Er … anyway, moving right along, a question of priorities. British commentator Mark Steel, writing for The Independent, notes,

It’s so difficult, apparently, to work out how to solve the food shortages in Africa. Because the price of food has just gone up, the way prices do sometimes, caught by a freak gust of wind or flare from the sun or something and whoosh, up they go, whether it’s oil or an Olympic Games or rice and it’s just bad luck.

Combined with the growing population, it means there’s no simple way of stopping millions of people starving. But fortunately the same laws don’t apply to other essential items, such as arms.

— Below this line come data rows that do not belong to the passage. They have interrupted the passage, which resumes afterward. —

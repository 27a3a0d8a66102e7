//! Connection lifecycle state.

use std::{pin::Pin, time::Duration};

use tokio::{
    sync::oneshot,
    time::{Sleep, sleep},
};
use url::Url;

use crate::{error::ClientError, options::ValidatedOptions};

/// Lifecycle state of the connection engine.
#[derive(Clone, Copy, Debug, Default, PartialEq, Eq)]
pub enum ConnectionState {
    /// No link is open or being opened.
    #[default]
    Disconnected,
    /// A link is being opened.
    Connecting,
    /// The link is open and API identifiers are being requested.
    Handshaking,
    /// The connection is usable.
    Open,
    /// A caller-initiated close is in progress.
    Closing,
}

/// Snapshot of the engine state published to client handles.
///
/// `recovering` is set while the engine silently reopens after an abnormal
/// closure. Calls issued meanwhile are queued and replayed once the new
/// connection is ready.
#[derive(Clone, Copy, Debug, Default, PartialEq, Eq)]
pub struct ConnectionStatus {
    /// Current lifecycle state.
    pub state: ConnectionState,
    /// Whether transparent recovery is in progress.
    pub recovering: bool,
}

impl ConnectionStatus {
    /// Returns `true` when calls are accepted right away or queued for
    /// replay.
    #[must_use]
    pub fn accepts_calls(&self) -> bool { self.recovering || self.state == ConnectionState::Open }
}

pub(crate) type Reply<T> = oneshot::Sender<Result<T, ClientError>>;

/// Address and options of the last successful `connect` call.
#[derive(Debug)]
pub(super) struct Session {
    pub(super) url: Url,
    pub(super) options: ValidatedOptions,
}

/// Why a link is being opened.
#[derive(Debug)]
pub(super) enum OpenPurpose {
    /// An explicit `connect` or `reconnect` awaiting the outcome.
    Connect(Reply<()>),
    /// A scheduled retry after a closure the caller did not ask for.
    Retry,
    /// Silent recovery after an abnormal closure.
    Recover,
}

/// A caller-initiated close awaiting the node's close frame.
pub(super) struct Closing {
    pub(super) reply: Option<Reply<()>>,
    /// Set when the close is the first half of a `reconnect`.
    pub(super) reopen: Option<Reply<()>>,
    pub(super) deadline: Pin<Box<Sleep>>,
}

impl Closing {
    pub(super) fn new(reply: Option<Reply<()>>, reopen: Option<Reply<()>>, limit: Duration) -> Self {
        Self {
            reply,
            reopen,
            deadline: Box::pin(sleep(limit)),
        }
    }
}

That’s why you never get reports saying: “What with the booming population and rising prices, there just aren’t enough weapons to go round.

“The crisis is so deep there are now allies of America without access to a single cluster bomb, and in one region of the Congo warlords have to share one flamethrower between two. Charities have sent out truckloads of Tomahawk missiles to Uzbekistan but the queues of government officials go back across the hills, and the fear is that for some this shipment may have come too late.”

And aid programmes require summits lasting several days, followed by statements about tying aid to trade deals, that begin: “You don’t solve the problem of hunger simply by giving people food.”

So while getting food to the hungry seems impossible, there has been a 37 per cent increase in global arms spending in the past 10 years, which raised last year’s tally to $1,204bn. Those of you who don’t understand economics might wonder why there can’t be an agreement to only spend $1,203bn instead, then wander round Sainsbury’s buying a billion dollars’ worth of food and take it to people who are starving, especially as Sainsbury’s currently have a special offer of a free box of Shredded Wheat if you spend a billion dollars or more.